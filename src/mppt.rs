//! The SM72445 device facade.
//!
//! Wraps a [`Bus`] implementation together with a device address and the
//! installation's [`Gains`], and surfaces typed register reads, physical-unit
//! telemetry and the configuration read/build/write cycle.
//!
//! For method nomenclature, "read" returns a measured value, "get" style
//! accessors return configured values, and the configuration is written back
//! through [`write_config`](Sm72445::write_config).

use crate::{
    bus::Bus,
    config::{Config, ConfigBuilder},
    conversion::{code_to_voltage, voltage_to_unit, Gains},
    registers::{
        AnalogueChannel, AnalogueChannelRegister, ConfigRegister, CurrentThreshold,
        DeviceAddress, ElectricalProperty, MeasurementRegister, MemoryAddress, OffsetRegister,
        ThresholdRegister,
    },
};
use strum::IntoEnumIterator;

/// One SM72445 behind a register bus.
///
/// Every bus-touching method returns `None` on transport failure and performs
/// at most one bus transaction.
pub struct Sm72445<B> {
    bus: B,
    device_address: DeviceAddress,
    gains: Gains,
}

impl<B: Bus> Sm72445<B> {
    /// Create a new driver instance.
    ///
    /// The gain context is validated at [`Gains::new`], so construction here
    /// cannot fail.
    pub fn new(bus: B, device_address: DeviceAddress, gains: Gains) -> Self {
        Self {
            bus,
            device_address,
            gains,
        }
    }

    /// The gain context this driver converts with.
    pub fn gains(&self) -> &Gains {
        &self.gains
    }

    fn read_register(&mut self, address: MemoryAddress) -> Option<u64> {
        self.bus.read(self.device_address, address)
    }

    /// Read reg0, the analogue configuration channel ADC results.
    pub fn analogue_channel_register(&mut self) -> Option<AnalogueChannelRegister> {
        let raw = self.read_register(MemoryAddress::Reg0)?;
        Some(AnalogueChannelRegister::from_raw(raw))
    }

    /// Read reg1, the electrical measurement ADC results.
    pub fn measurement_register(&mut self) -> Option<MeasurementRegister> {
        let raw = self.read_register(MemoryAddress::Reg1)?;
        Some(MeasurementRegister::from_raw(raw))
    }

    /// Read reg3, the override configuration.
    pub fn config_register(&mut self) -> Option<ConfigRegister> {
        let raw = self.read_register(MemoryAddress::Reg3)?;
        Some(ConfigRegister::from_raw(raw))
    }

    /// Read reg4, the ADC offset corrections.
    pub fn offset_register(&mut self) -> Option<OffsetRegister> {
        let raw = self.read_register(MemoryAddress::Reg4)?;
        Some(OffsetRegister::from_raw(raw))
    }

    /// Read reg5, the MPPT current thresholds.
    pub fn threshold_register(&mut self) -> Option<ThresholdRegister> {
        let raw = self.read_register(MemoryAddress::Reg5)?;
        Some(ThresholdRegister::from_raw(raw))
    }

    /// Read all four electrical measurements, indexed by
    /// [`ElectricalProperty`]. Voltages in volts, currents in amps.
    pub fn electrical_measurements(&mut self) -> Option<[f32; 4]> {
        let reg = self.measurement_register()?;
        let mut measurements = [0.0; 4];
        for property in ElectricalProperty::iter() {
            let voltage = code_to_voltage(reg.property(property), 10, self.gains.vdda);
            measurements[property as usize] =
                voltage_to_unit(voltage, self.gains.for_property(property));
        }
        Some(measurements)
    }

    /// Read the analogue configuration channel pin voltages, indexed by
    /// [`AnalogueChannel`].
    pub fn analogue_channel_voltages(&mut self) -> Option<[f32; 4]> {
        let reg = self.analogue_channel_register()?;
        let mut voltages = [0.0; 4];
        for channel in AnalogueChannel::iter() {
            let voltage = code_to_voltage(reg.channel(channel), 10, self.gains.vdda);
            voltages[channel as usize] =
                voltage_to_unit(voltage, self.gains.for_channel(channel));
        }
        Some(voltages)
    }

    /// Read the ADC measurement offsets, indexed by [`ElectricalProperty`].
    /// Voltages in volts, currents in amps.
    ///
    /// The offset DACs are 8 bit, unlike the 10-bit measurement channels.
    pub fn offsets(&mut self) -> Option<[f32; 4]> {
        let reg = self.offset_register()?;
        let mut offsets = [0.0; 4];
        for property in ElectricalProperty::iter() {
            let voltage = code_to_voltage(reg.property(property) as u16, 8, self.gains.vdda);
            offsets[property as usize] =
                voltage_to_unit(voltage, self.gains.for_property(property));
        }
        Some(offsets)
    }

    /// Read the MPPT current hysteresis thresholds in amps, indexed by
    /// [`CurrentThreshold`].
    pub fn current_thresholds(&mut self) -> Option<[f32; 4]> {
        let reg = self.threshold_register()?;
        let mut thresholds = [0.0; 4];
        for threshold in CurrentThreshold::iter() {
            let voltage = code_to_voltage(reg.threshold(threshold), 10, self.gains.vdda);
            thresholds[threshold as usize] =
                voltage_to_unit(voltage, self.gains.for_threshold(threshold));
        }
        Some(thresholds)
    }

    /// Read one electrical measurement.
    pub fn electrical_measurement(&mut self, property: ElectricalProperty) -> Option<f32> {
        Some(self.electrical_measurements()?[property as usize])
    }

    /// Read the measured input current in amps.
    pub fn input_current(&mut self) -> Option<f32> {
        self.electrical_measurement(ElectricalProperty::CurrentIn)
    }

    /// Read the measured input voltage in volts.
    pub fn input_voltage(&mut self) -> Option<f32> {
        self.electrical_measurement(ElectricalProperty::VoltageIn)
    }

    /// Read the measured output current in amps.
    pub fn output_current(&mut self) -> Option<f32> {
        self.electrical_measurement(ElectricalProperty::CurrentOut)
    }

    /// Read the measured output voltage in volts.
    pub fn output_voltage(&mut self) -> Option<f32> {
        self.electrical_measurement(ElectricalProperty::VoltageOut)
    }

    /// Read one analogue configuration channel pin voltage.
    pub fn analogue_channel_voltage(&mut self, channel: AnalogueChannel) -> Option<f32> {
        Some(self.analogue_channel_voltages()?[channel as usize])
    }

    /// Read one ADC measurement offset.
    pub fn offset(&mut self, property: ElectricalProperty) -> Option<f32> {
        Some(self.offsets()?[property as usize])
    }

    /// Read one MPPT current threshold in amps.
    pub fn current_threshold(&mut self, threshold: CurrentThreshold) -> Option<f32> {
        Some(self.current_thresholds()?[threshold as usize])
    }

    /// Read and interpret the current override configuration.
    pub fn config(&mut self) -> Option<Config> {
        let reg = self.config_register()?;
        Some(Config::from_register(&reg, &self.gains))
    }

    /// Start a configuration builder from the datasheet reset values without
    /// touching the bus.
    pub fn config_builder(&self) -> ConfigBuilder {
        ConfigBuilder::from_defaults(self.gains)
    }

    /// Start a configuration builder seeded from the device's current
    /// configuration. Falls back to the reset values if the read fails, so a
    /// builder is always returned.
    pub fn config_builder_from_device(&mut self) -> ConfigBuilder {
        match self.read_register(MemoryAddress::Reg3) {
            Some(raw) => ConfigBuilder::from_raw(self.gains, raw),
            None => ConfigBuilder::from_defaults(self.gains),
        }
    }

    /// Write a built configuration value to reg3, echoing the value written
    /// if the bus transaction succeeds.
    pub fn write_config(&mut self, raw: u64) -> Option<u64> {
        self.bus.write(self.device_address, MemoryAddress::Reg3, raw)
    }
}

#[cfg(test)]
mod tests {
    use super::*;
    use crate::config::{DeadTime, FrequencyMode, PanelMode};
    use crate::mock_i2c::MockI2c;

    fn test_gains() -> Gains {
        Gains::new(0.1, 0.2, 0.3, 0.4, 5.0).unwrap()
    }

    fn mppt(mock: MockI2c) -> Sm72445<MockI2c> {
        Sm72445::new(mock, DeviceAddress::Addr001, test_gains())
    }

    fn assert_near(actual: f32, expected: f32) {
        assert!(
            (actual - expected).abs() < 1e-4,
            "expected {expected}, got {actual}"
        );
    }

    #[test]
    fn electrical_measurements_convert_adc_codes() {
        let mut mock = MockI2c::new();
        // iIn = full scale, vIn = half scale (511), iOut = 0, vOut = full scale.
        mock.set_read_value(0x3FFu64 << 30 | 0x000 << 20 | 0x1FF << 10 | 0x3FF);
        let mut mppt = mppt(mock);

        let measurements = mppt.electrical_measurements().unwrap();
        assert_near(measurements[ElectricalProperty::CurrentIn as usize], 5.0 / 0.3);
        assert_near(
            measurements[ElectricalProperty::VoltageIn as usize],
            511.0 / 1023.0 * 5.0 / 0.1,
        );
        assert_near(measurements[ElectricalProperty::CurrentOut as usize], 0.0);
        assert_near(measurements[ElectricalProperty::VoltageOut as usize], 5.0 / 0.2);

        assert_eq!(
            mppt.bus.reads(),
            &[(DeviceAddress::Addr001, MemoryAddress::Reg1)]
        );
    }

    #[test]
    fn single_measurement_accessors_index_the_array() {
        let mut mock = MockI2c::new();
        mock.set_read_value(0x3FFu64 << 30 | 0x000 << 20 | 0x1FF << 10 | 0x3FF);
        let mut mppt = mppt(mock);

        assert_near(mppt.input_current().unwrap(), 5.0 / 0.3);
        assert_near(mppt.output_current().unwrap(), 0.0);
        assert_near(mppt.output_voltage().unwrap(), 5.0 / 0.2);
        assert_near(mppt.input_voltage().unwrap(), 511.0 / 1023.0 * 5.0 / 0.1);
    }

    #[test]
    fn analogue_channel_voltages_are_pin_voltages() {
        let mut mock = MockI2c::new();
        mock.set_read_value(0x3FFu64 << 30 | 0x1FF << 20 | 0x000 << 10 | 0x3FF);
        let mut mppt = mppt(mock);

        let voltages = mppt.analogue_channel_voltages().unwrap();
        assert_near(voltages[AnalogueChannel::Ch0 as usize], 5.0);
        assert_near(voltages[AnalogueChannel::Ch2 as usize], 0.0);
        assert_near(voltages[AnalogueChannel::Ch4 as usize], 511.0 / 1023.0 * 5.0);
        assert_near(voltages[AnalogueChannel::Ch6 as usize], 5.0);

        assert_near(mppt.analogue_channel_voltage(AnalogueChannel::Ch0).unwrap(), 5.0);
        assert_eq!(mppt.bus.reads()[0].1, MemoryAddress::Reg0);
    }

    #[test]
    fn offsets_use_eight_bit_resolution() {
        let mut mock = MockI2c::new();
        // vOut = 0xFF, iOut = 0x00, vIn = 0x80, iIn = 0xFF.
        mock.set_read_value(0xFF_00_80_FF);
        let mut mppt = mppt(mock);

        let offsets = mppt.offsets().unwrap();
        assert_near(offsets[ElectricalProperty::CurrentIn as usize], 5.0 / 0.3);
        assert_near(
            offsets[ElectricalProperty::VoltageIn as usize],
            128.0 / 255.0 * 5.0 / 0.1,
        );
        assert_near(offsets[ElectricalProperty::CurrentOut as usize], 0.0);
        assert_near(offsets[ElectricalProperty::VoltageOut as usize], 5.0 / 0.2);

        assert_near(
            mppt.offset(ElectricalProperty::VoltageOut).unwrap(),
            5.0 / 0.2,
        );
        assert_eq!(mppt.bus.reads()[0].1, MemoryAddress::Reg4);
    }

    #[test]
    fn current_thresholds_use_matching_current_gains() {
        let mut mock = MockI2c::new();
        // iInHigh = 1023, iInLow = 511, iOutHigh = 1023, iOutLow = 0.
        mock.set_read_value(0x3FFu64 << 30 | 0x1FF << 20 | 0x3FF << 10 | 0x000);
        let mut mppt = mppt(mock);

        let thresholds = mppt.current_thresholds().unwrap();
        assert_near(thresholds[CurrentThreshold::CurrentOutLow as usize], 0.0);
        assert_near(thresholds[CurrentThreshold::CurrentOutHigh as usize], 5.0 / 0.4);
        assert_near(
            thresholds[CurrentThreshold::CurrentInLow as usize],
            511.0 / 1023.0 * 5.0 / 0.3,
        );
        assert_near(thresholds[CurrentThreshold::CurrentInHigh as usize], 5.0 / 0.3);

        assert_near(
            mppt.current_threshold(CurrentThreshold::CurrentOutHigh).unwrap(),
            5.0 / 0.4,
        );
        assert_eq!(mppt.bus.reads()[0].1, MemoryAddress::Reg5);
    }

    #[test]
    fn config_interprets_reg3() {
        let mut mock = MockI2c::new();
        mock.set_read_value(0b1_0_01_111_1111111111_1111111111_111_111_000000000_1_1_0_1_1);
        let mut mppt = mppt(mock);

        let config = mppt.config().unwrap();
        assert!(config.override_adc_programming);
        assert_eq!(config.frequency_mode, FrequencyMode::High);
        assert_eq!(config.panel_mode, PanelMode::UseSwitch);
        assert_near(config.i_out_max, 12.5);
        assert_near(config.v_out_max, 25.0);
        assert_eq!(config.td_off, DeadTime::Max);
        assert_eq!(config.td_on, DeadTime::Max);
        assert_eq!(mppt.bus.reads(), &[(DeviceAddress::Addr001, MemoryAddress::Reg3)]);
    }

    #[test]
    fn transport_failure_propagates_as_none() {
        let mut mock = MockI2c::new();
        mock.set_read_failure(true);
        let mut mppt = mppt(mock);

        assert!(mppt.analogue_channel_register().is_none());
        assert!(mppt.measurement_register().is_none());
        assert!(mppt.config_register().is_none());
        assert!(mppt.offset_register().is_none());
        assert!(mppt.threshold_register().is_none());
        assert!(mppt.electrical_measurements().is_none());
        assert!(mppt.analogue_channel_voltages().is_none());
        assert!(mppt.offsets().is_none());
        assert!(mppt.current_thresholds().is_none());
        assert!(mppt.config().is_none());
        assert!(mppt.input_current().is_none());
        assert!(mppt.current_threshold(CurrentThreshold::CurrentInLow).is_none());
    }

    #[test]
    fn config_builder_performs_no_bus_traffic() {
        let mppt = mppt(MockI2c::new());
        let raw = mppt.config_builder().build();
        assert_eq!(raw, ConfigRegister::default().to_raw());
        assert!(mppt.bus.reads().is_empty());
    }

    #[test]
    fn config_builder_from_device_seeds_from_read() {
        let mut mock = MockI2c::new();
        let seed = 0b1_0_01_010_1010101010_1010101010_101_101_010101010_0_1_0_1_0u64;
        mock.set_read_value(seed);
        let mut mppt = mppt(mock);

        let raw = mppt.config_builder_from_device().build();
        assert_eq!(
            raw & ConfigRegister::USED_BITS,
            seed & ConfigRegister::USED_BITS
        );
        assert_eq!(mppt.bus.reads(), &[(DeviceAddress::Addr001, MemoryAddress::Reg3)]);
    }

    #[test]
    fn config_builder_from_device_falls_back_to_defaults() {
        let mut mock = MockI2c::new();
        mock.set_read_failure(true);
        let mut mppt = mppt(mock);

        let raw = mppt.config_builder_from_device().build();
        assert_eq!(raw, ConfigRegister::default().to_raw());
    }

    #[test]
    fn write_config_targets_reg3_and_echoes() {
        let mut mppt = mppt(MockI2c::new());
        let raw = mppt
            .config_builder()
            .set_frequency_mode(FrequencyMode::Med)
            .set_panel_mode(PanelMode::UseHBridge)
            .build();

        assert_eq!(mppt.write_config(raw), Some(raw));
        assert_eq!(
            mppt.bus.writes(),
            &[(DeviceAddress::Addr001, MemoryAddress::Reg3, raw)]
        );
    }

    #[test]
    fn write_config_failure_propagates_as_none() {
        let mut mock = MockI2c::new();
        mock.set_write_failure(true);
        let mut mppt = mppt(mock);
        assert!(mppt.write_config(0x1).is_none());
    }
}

## Try it
Check each line above for the string "returns" and copy the ones that have it.

## Written answer
//! For method nomenclature, "read" returns a measured value, "get" style
/// Every bus-touching method returns `None` on transport failure and performs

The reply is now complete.